SUPPLIED MATERIAL -
//! WARC related hashing functions.

use std::{fmt::Display, str::FromStr};

use data_encoding::{BASE32, BASE32_NOPAD, HEXLOWER_PERMISSIVE};
use sha1::Digest as _;

use crate::error::{ProtocolError, ProtocolErrorKind};

/// Name of a hashing algorithm recognised in digest fields.
#[derive(Debug, Clone, Copy, PartialEq, Eq, Hash)]
#[non_exhaustive]
pub enum AlgorithmName {
    Sha1,
}

impl AlgorithmName {
    pub fn as_str(&self) -> &str {
        match self {
            Self::Sha1 => "sha1",
        }
    }

    pub fn output_len(&self) -> usize {
        match self {
            Self::Sha1 => 20,
        }
    }
}

impl Display for AlgorithmName {
    fn fmt(&self, f: &mut std::fmt::Formatter<'_>) -> std::fmt::Result {
        f.write_str(self.as_str())
    }
}

impl FromStr for AlgorithmName {
    type Err = ProtocolError;

    fn from_str(s: &str) -> Result<Self, Self::Err> {
        if s.eq_ignore_ascii_case("sha1") || s.eq_ignore_ascii_case("sha-1") {
            Ok(Self::Sha1)
        } else {
            Err(ProtocolError::new(ProtocolErrorKind::UnsupportedDigest))
        }
    }
}

/// Data structure for a hash digest value and the algorithm that produced it.
///
/// Corresponds to the `algo:digest` format in the WARC-Block-Digest and
/// WARC-Payload-Digest fields.
#[derive(Debug, Clone, PartialEq, Eq)]
pub struct Digest {
    algorithm: AlgorithmName,
    value: Vec<u8>,
}

impl Digest {
    pub fn new(algorithm: AlgorithmName, value: Vec<u8>) -> Self {
        Self { algorithm, value }
    }

    pub fn algorithm(&self) -> AlgorithmName {
        self.algorithm
    }

    pub fn value(&self) -> &[u8] {
        &self.value
    }
}

impl FromStr for Digest {
    type Err = ProtocolError;

    fn from_str(s: &str) -> Result<Self, Self::Err> {
        let (label, encoded) = s.split_once(":").unwrap_or((s, ""));
        let algorithm: AlgorithmName = label.parse()?;
        let value = decode_value(algorithm.output_len(), encoded)?;

        Ok(Self { algorithm, value })
    }
}

impl Display for Digest {
    fn fmt(&self, f: &mut std::fmt::Formatter<'_>) -> std::fmt::Result {
        write!(
            f,
            "{}:{}",
            self.algorithm.as_str(),
            BASE32.encode(&self.value)
        )
    }
}

/// Decodes a base32 or hex digest value.
///
/// Base32 input is accepted in either case and with or without padding.
fn decode_value(expected_len: usize, value: &str) -> Result<Vec<u8>, ProtocolError> {
    let nopad_value = value.trim_end_matches('=');

    let b32_len = BASE32_NOPAD
        .decode_len(nopad_value.len())
        .unwrap_or_default();

    let result = if expected_len == b32_len {
        BASE32_NOPAD.decode(nopad_value.to_ascii_uppercase().as_bytes())
    } else {
        HEXLOWER_PERMISSIVE.decode(value.as_bytes())
    };

    result.map_err(|error| {
        ProtocolError::new(ProtocolErrorKind::InvalidBaseEncodedValue).with_source(error)
    })
}

/// Streaming hashing function abstraction.
pub struct Hasher {
    algorithm: AlgorithmName,
    inner: sha1::Sha1,
}

impl Hasher {
    pub fn new(algorithm: AlgorithmName) -> Self {
        Self {
            algorithm,
            inner: sha1::Sha1::new(),
        }
    }

    pub fn algorithm(&self) -> AlgorithmName {
        self.algorithm
    }

    pub fn update(&mut self, data: &[u8]) {
        self.inner.update(data);
    }

    pub fn finish(&mut self) -> Vec<u8> {
        let inner = std::mem::replace(&mut self.inner, sha1::Sha1::new());

        inner.finalize().to_vec()
    }

    /// Finishes the hash and wraps it together with the algorithm name.
    pub fn finish_digest(&mut self) -> Digest {
        let algorithm = self.algorithm;
        let value = self.finish();

        Digest::new(algorithm, value)
    }
}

WHAT IS NEEDED - Return, exactly, the lines from the first line of the records above to the line containing "#[non_exhaustive]", both included.

PROBLEM SOLUTION -
//! WARC related hashing functions.

use std::{fmt::Display, str::FromStr};

use data_encoding::{BASE32, BASE32_NOPAD, HEXLOWER_PERMISSIVE};
use sha1::Digest as _;

use crate::error::{ProtocolError, ProtocolErrorKind};

/// Name of a hashing algorithm recognised in digest fields.
#[derive(Debug, Clone, Copy, PartialEq, Eq, Hash)]
#[non_exhaustive]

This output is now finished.